Nuestras historias
¡UNA VERGÜENZA! ¡NOS DURMIERON EN UNA JUGADA Y NO SE CAE UNA IDEA!.
25 Julio 2026

¡No se puede creer, muchachos! ¡Otra vez sopa! Viajamos hasta Rafaela con la ilusión de traernos algo y
nos volvemos con las manos vacías por un error amateur. ¡Un error de categoría de baby fútbol! No nos
pueden cabecear abajo del arco en el único avance serio que tuvieron ellos en todo el partido. ¡Entraron
como Pancho por su casa!
Atlético de Rafaela se llevó los tres puntos capitales explotando la desconexión entre líneas de Nueva
Chicago. El planteo inicial de Chicago buscó imponer un bloque medio-alto, intentando presionar la
salida limpia del rival. Sin embargo, careció de cohesión interna: los mediocampistas no achicaron a
tiempo a espaldas de la primera línea de presión, dejando un pasillo central libre que Rafaela capitalizó
mediante transiciones rápidas.
El primer tiempo fue un dolor de ojos. Chicago no pateó al arco, hermano. Mucho toque para los
costados, mucha tenencia inútil entre los centrales, pero pisamos el área rival y nos agarra amnesia. ¡Falta
audacia, falta ir al frente como manda la historia de esta camiseta! Los volantes parecieron atados y los
delanteros la verdad que jugaron gratis, les llegó un termo de agua fría en lugar de una pelota redonda.
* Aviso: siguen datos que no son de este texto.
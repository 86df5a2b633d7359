//! Tests for progress counters and rendering.

use parfetch::progress::{render_line, ProgressBarOpts, ProgressRenderer, ProgressState, RenderStyle};
use parfetch::CancellationToken;
use std::io::{self, Write};
use std::sync::{Arc, Mutex};
use std::time::Duration;

/// Writer shared with the test so the rendered text can be inspected.
#[derive(Clone, Default)]
struct Captured(Arc<Mutex<Vec<u8>>>);

impl Write for Captured {
    fn write(&mut self, buf: &[u8]) -> io::Result<usize> {
        self.0.lock().unwrap().extend_from_slice(buf);
        Ok(buf.len())
    }

    fn flush(&mut self) -> io::Result<()> {
        Ok(())
    }
}

impl Captured {
    fn text(&self) -> String {
        String::from_utf8(self.0.lock().unwrap().clone()).unwrap()
    }
}

#[test]
fn test_render_line_format() {
    let line = render_line(50, 500, 1000, 100, Duration::from_millis(1500));
    let expected = format!(
        "\r50%[{}>{}]  500 B/1.00 KB  100 B/s    in 1.5s",
        "=".repeat(24),
        " ".repeat(25)
    );
    assert_eq!(line, expected);
}

#[test]
fn test_render_line_caps_overflowing_percent() {
    let full = render_line(100, 10, 10, 0, Duration::ZERO);
    let over = render_line(250, 10, 10, 0, Duration::ZERO);
    assert_eq!(full.matches('=').count(), over.matches('=').count());
}

#[test]
fn test_progress_percent_and_speed() {
    let state = ProgressState::new(Duration::from_millis(100));
    assert_eq!(state.percent(), None);

    state.start(4000);
    state.add(1000);
    state.add(1000);
    assert_eq!(state.transferred(), 2000);
    assert_eq!(state.percent(), Some(50));
    assert_eq!(state.instantaneous_speed(), 20_000);
}

#[tokio::test]
async fn test_concurrent_writers() {
    let state = Arc::new(ProgressState::new(Duration::from_millis(10)));
    state.start(8 * 1000);

    let handles: Vec<_> = (0..8)
        .map(|_| {
            let state = state.clone();
            tokio::spawn(async move {
                for _ in 0..1000 {
                    state.add(1);
                }
            })
        })
        .collect();
    for handle in handles {
        handle.await.unwrap();
    }

    assert_eq!(state.transferred(), 8000);
    assert_eq!(state.percent(), Some(100));
}

#[tokio::test]
async fn test_renderer_draws_until_stopped() {
    let state = Arc::new(ProgressState::new(Duration::from_millis(5)));
    state.start(1000);
    state.add(400);

    let out = Captured::default();
    let renderer =
        ProgressRenderer::with_writer(state.clone(), RenderStyle::Line, Box::new(out.clone()));
    let stop = CancellationToken::new();
    let handle = tokio::spawn(renderer.run(stop.clone()));

    tokio::time::sleep(Duration::from_millis(30)).await;
    stop.cancel();
    let mut renderer = handle.await.unwrap();
    state.finish();
    renderer.finish();

    let text = out.text();
    assert!(text.contains("\r40%["));
    assert!(text.ends_with('\n'));
    let last = text.trim_end().rsplit('\r').next().unwrap();
    assert!(last.starts_with("100%["));
    assert!(last.contains("400 B/1.00 KB"));
}

#[tokio::test]
async fn test_hidden_renderer_writes_nothing() {
    let state = Arc::new(ProgressState::new(Duration::from_millis(5)));
    state.start(10);
    state.add(10);

    let out = Captured::default();
    let mut renderer =
        ProgressRenderer::with_writer(state, RenderStyle::Hidden, Box::new(out.clone()));
    renderer.finish();
    renderer.abandon();

    assert!(out.text().is_empty());
}

#[test]
fn test_bar_opts() {
    let hidden = ProgressBarOpts::hidden();
    assert!(!RenderStyle::Bar(hidden).is_enabled());
    assert!(RenderStyle::Bar(ProgressBarOpts::default()).is_enabled());

    let bar = ProgressBarOpts::with_pip_style().to_progress_bar(100);
    assert_eq!(bar.length(), Some(100));
}
//! Progress rendering styles.
//!
//! The default [`RenderStyle::Line`] prints the classic single-line report
//! (`\r42%[====>   ]  1.23 MB/2.93 MB  512 KB/s    in 2.4s`). An indicatif bar
//! can be used instead, or nothing at all.
//!
//! # Examples
//!
//! ```rust
//! use parfetch::progress::{ProgressBarOpts, RenderStyle};
//!
//! let pip = RenderStyle::Bar(ProgressBarOpts::with_pip_style());
//! assert!(pip.is_enabled());
//! assert!(!RenderStyle::Hidden.is_enabled());
//! ```

use indicatif::{ProgressBar, ProgressStyle};

/// How the renderer reports progress.
#[derive(Debug, Clone, Default)]
pub enum RenderStyle {
    /// Carriage-return refreshed text line on stdout.
    #[default]
    Line,
    /// An indicatif progress bar.
    Bar(ProgressBarOpts),
    /// No output.
    Hidden,
}

impl RenderStyle {
    /// Return `false` if nothing will be drawn.
    pub fn is_enabled(&self) -> bool {
        match self {
            RenderStyle::Line => true,
            RenderStyle::Bar(opts) => opts.enabled,
            RenderStyle::Hidden => false,
        }
    }
}

/// Define the options for a progress bar.
#[derive(Debug, Clone)]
pub struct ProgressBarOpts {
    /// Progress bar template string.
    template: Option<String>,
    /// Progression characters set.
    ///
    /// There must be at least 3 characters for the following states:
    /// "filled", "current", and "to do".
    progress_chars: Option<String>,
    /// Enable or disable the progress bar.
    pub(crate) enabled: bool,
    /// Clear the progress bar once completed.
    pub(crate) clear: bool,
}

impl Default for ProgressBarOpts {
    fn default() -> Self {
        Self {
            template: Some(ProgressBarOpts::TEMPLATE_BYTES.into()),
            progress_chars: Some(ProgressBarOpts::CHARS_FINE.into()),
            enabled: true,
            clear: false,
        }
    }
}

impl ProgressBarOpts {
    /// Template showing transferred bytes, speed and elapsed time.
    ///
    /// `████████████▍            12.00 MiB/30.00 MiB (40%) 4.10 MiB/s in 00:00:03`
    pub const TEMPLATE_BYTES: &'static str =
        "{bar:40.blue} {bytes}/{total_bytes} ({percent}%) {bytes_per_sec} in {elapsed_precise}";
    /// Template which looks like the Python package installer pip.
    ///
    /// `━━━━━━━━━━━━━━━━━━━━━━━━━━━━━━━━━━━━━━━━ 211.23 KiB/211.23 KiB 1008.31 KiB/s eta 0s`
    pub const TEMPLATE_PIP: &'static str =
        "{bar:40.green/black} {bytes:>11.green}/{total_bytes:<11.green} {bytes_per_sec:>13.red} eta {eta:.blue}";
    /// Use fine blocks as progress characters: `"█▉▊▋▌▍▎▏  "`.
    pub const CHARS_FINE: &'static str = "█▉▊▋▌▍▎▏  ";
    /// Use a line as progress characters: `"━╾─"`.
    pub const CHARS_LINE: &'static str = "━╾╴─";

    /// Create a new [`ProgressBarOpts`].
    pub fn new(
        template: Option<String>,
        progress_chars: Option<String>,
        enabled: bool,
        clear: bool,
    ) -> Self {
        Self {
            template,
            progress_chars,
            enabled,
            clear,
        }
    }

    /// Create a [`ProgressStyle`] based on the provided options.
    ///
    /// An invalid template falls back to indicatif's default bar.
    pub fn to_progress_style(&self) -> ProgressStyle {
        let mut style = ProgressStyle::default_bar();
        if let Some(template) = &self.template {
            match ProgressStyle::default_bar().template(template) {
                Ok(templated) => style = templated,
                Err(e) => tracing::warn!("ignoring invalid progress template: {}", e),
            }
        }
        if let Some(progress_chars) = &self.progress_chars {
            style = style.progress_chars(progress_chars);
        }
        style
    }

    /// Create a [`ProgressBar`] based on the provided options.
    pub fn to_progress_bar(&self, len: u64) -> ProgressBar {
        // Return a hidden Progress bar if we disabled it.
        if !self.enabled {
            return ProgressBar::hidden();
        }

        ProgressBar::new(len).with_style(self.to_progress_style())
    }

    /// Create a new [`ProgressBarOpts`] which looks like Python pip.
    pub fn with_pip_style() -> Self {
        Self {
            template: Some(ProgressBarOpts::TEMPLATE_PIP.into()),
            progress_chars: Some(ProgressBarOpts::CHARS_LINE.into()),
            enabled: true,
            clear: true,
        }
    }

    /// Create a new [`ProgressBarOpts`] which hides the progress bar.
    pub fn hidden() -> Self {
        Self {
            enabled: false,
            ..ProgressBarOpts::default()
        }
    }
}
A a los diez minutos del complemento, Chicago recibió una oportunidad inmejorable cuando Cainelli fue
expulsado y dejó a Rafaela con diez futbolistas, pero no supo aprovecharla.
A los 22 minutos del segundo tiempo, un córner derivó en Agustín Solveyra, quien encontró la pelota
dentro del área y definió hacia el palo derecho para establecer el 1-0.
El gol de la victoria local desnudó falencias estructurales en la transición defensiva del "Torito". Ante la
pérdida de balón en campo contrario, el retroceso fue lento y mal perfilado. Rafaela estiró la cancha
fijando a los laterales de Chicago, lo que generó un intervalo insostenible entre el central y el lateral
derecho. El ataque directo local atacó justamente ese intervalo; un centro preciso hacia el área chica
encontró a la defensa a contrapierna y estática.
Después, el técnico metió cambios desesperados pero ya era tarde, tiramos pelotazos a la nada y Rafaela
nos manejó el partido con el manual del descenso en la mano.
En fase ofensiva, Chicago sufrió de previsibilidad posicional: posesiones horizontales, lentas y sin
cambios de ritmo que facilitaron el bloque bajo del rival. Faltó el desmarque de ruptura en última línea y
juego entre líneas para desordenar la estructura de Rafaela. Una derrota que expone la urgencia de trabajar
los automatismos en el repliegue y la dinámica de ataque.
Para corregir el rumbo y potenciar su rendimiento, Nueva Chicago debe reestructurar su modelo de juego
bajo tres pilares tácticos fundamentales:
- 1. Dinamización de la circulación en fase de iniciación: El equipo padece de una posesión pasiva y horizontal que facilita el bloque medio del rival. Los defensores centrales deben conducir el balón hacia adelante para atraer la presión de la primera línea rival. Esto liberará líneas de pase internas hacia el mediocentro receptor. Reducir los pases laterales de reactivación. Se necesitan envíos rasos y veloces que rompan la primera línea de presión para conectar con los volantes internos en los pasillos interiores.
- 2. Ocupación racional del espacio y juego entre líneas: Falta escalonamiento ofensivo. Los mediocampistas creativos suelen descender demasiado a buscar el balón, duplicando funciones y vaciando la zona de tres cuartos. El mediocampista ofensivo o los extremos invertidos deben sostener su posición a la espalda de los volantes rivales, flotando en la zona de gestación. Los delanteros deben realizar constantes desmarques de ruptura hacia los apoyos o al espacio profundo. Esto estira el bloque defensivo rival y genera el espacio libre entre líneas para que los creativos reciban con tiempo y perfil de avance.
- 3. Ajuste de la estructura en transición defensiva: Los ataques de Chicago carecen de compensación posterior, quedando muy expuesto ante la pérdida del balón. Tras la pérdida en campo rival, se debe activar una presión inmediata de 3 a 5 segundos sobre el poseedor del balón. El objetivo es ahogar el primer pase de salida y evitar que el rival explote la velocidad de sus extremos.
¡Hay que despertarse ya mismo porque la camiseta de Chicago exige otra actitud! ¡A levantar la cabeza y a ganar en Mataderos la próxima fecha!